Dave Grohl bonded with his daughter over Beatles vinyl records.
The Foo Fighters frontman was thrilled when his nine-year-old daughter Violet started listening to The Fab Four's music but her first experience of their songs was via a tablet computer.
As a gift, Grohl bought Violet the band's albums on original vinyl and watched in delight as she listened to them for hours on end.
He said: "She had 'Yellow Submarine' on her iPad, so I came home one day with the Beatles vinyl box set. Violet was like, 'Daddy, what is that?' I said, 'They're records!' I pulled them out and her eyes widened. She was like, 'I can hold music!'
"I got the record player and taught her how to do it. An hour later, I walked in and she was sitting on her floor with all the record covers around her. She was reading the lyrics and listening to 'Let It Be', the same way I used to do it. It was an incredible bonding experience."

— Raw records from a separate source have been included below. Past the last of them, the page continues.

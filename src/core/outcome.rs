//! # Outcome classification and exit codes.
//!
//! An [`Outcome`] is what the main routine left behind: its error (if any) and
//! the root context's cause at the moment it returned. [`Outcome::verdict`]
//! turns that pair into a [`Verdict`] with an exit code.
//!
//! ## Decision
//! ```text
//! error == None                                ─► Success        (0)
//! cause is carried by error (policy enabled)   ─► CleanShutdown  (0)
//! error chain carries SignalReceived{sig}      ─► SignalFailure  (128 + sig)   logged
//! otherwise                                    ─► Failure        (1)           logged
//! ```

use std::backtrace::BacktraceStatus;

use crate::error::{Cause, find_signal};
use crate::signals::Signal;

/// Exit code for success and clean shutdown.
pub const EXIT_SUCCESS: i32 = 0;
/// Exit code for a generic failure.
pub const EXIT_FAILURE: i32 = 1;

/// What the main routine returned, plus the root context's cause at that time.
#[derive(Debug)]
pub struct Outcome {
    /// Error returned by the main routine.
    pub error: Option<anyhow::Error>,
    /// Cause recorded by the root context when the main routine returned.
    pub cause: Option<Cause>,
}

/// Classified outcome.
#[non_exhaustive]
#[derive(Clone, Copy, Debug, PartialEq, Eq)]
pub enum Verdict {
    /// The main routine returned `Ok(())`.
    Success,
    /// The main routine returned the cancellation cause it was asked to honor.
    CleanShutdown,
    /// The main routine reported it terminated because of a signal.
    SignalFailure(Signal),
    /// Any other error.
    Failure,
}

impl Verdict {
    /// Returns the process exit code for this verdict.
    ///
    /// A signal failure whose number is outside `1..=127` exits with
    /// [`EXIT_FAILURE`].
    ///
    /// # Example
    /// ```
    /// use appvisor::{Signal, Verdict};
    ///
    /// assert_eq!(Verdict::CleanShutdown.exit_code(), 0);
    /// assert_eq!(Verdict::SignalFailure(Signal::INTERRUPT).exit_code(), 130);
    /// assert_eq!(Verdict::Failure.exit_code(), 1);
    /// ```
    pub fn exit_code(&self) -> i32 {
        match self {
            Verdict::Success | Verdict::CleanShutdown => EXIT_SUCCESS,
            Verdict::SignalFailure(signal) => signal.exit_code().unwrap_or(EXIT_FAILURE),
            Verdict::Failure => EXIT_FAILURE,
        }
    }

    /// Returns a short stable label (snake_case) for use in logs/metrics.
    pub fn as_label(&self) -> &'static str {
        match self {
            Verdict::Success => "success",
            Verdict::CleanShutdown => "clean_shutdown",
            Verdict::SignalFailure(_) => "signal_failure",
            Verdict::Failure => "failure",
        }
    }

    /// Whether the outcome must be reported as a failure.
    pub fn is_failure(&self) -> bool {
        matches!(self, Verdict::SignalFailure(_) | Verdict::Failure)
    }
}

impl Outcome {
    /// Captures the main routine's result together with the root context's
    /// cause at the time it returned.
    pub fn new(result: anyhow::Result<()>, cause: Option<Cause>) -> Self {
        Self {
            error: result.err(),
            cause,
        }
    }

    /// Classifies the outcome.
    ///
    /// `clean_shutdown_on_cause` enables the cause-equivalence check; see
    /// [`Config::clean_shutdown_on_cause`](crate::Config::clean_shutdown_on_cause).
    pub fn verdict(&self, clean_shutdown_on_cause: bool) -> Verdict {
        let Some(err) = &self.error else {
            return Verdict::Success;
        };
        if clean_shutdown_on_cause
            && self
                .cause
                .as_ref()
                .is_some_and(|cause| cause.is_carried_by(err))
        {
            return Verdict::CleanShutdown;
        }
        match find_signal(err) {
            Some(received) => Verdict::SignalFailure(received.signal),
            None => Verdict::Failure,
        }
    }

    /// Renders the failure line: the error with its context chain, followed by
    /// the backtrace when one was captured.
    ///
    /// Returns `None` when there is no error.
    pub fn failure_message(&self) -> Option<String> {
        let err = self.error.as_ref()?;
        let backtrace = err.backtrace();
        let rendered = match backtrace.status() {
            BacktraceStatus::Captured => format!("\n{backtrace}"),
            _ => String::new(),
        };
        Some(format!("error in main: {err:#}{rendered}"))
    }
}

#[cfg(test)]
mod tests {
    use anyhow::{Context as _, anyhow};

    use super::*;
    use crate::error::{SignalReceived, StopReason};

    fn sigint() -> Cause {
        Cause::from(SignalReceived::new(Signal::INTERRUPT))
    }

    #[test]
    fn test_ok_is_success() {
        assert_eq!(Outcome::new(Ok(()), None).verdict(true), Verdict::Success);
        assert_eq!(
            Outcome::new(Ok(()), Some(sigint())).verdict(true),
            Verdict::Success
        );
    }

    #[test]
    fn test_returning_cause_is_clean_for_every_kind() {
        let causes = [
            sigint(),
            Cause::from(StopReason::from("reload")),
            Cause::Canceled,
        ];
        for cause in causes {
            let outcome = Outcome::new(Err(cause.clone().into()), Some(cause.clone()));
            assert_eq!(outcome.verdict(true), Verdict::CleanShutdown, "{cause:?}");
            assert_eq!(outcome.verdict(true).exit_code(), 0);
        }
    }

    #[test]
    fn test_signal_marker_maps_to_128_plus() {
        let err = anyhow!(SignalReceived::new(Signal::INTERRUPT)).context("listener");
        let outcome = Outcome::new(Err(err), None);
        assert_eq!(outcome.verdict(true), Verdict::SignalFailure(Signal::INTERRUPT));
        assert_eq!(outcome.verdict(true).exit_code(), 130);
    }

    #[test]
    fn test_bogus_signal_number_exits_with_failure() {
        for raw in [i32::MAX, -200, 0] {
            let err = anyhow!(SignalReceived::new(Signal::from_raw(raw)));
            let verdict = Outcome::new(Err(err), None).verdict(true);
            assert_eq!(verdict, Verdict::SignalFailure(Signal::from_raw(raw)));
            assert_eq!(verdict.exit_code(), EXIT_FAILURE, "raw {raw}");
            assert!(verdict.is_failure());
        }
    }

    #[test]
    fn test_signal_marker_differs_from_cause() {
        let err = anyhow!(SignalReceived::new(Signal::TERMINATE));
        let outcome = Outcome::new(Err(err), Some(sigint()));
        assert_eq!(outcome.verdict(true).exit_code(), 143);
    }

    #[test]
    fn test_policy_disabled_classifies_cause_as_error() {
        let outcome = Outcome::new(Err(sigint().into()), Some(sigint()));
        assert_eq!(outcome.verdict(false), Verdict::SignalFailure(Signal::INTERRUPT));

        let stop = Cause::from(StopReason::main_returned());
        let outcome = Outcome::new(Err(stop.clone().into()), Some(stop));
        assert_eq!(outcome.verdict(false), Verdict::Failure);
    }

    #[test]
    fn test_unrelated_error_is_failure() {
        let err = Err::<(), _>(anyhow!("disk full")).context("writing snapshot");
        let outcome = Outcome::new(err, Some(sigint()));
        assert_eq!(outcome.verdict(true), Verdict::Failure);
        assert!(outcome.verdict(true).is_failure());

        let msg = outcome.failure_message().unwrap();
        assert!(msg.starts_with("error in main: writing snapshot: disk full"));
    }

    #[test]
    fn test_no_message_without_error() {
        assert!(Outcome::new(Ok(()), None).failure_message().is_none());
    }
}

Grohl - who has three daughters, Violet, Harper, six, and eight-month-old Ophelia, with his wife Jennifer Youngblood - spent much of his childhood listening to records and has revealed there was one particular track that "changed" his life.
Speaking to PEOPLE, he revealed: "We didn't have a lot of money; my mother was a public school teacher. On the weekends, she would bring home a record player from the school and we would listen to it. I'd go to the local record store and buy music. I'd earn money mowing lawns and then buy music with it. My first record was a K-Tel collection called '20 Original Hits' by the Original Stars. It had people like KC and the Sunshine Band on it. But there was one song called 'Frankenstein' by The Edgar Winter Group. It's an instrumental, and it was amazing. It really changed my life. I listened to it, and suddenly I was seeing music, not just hearing it. The record became my prized possession."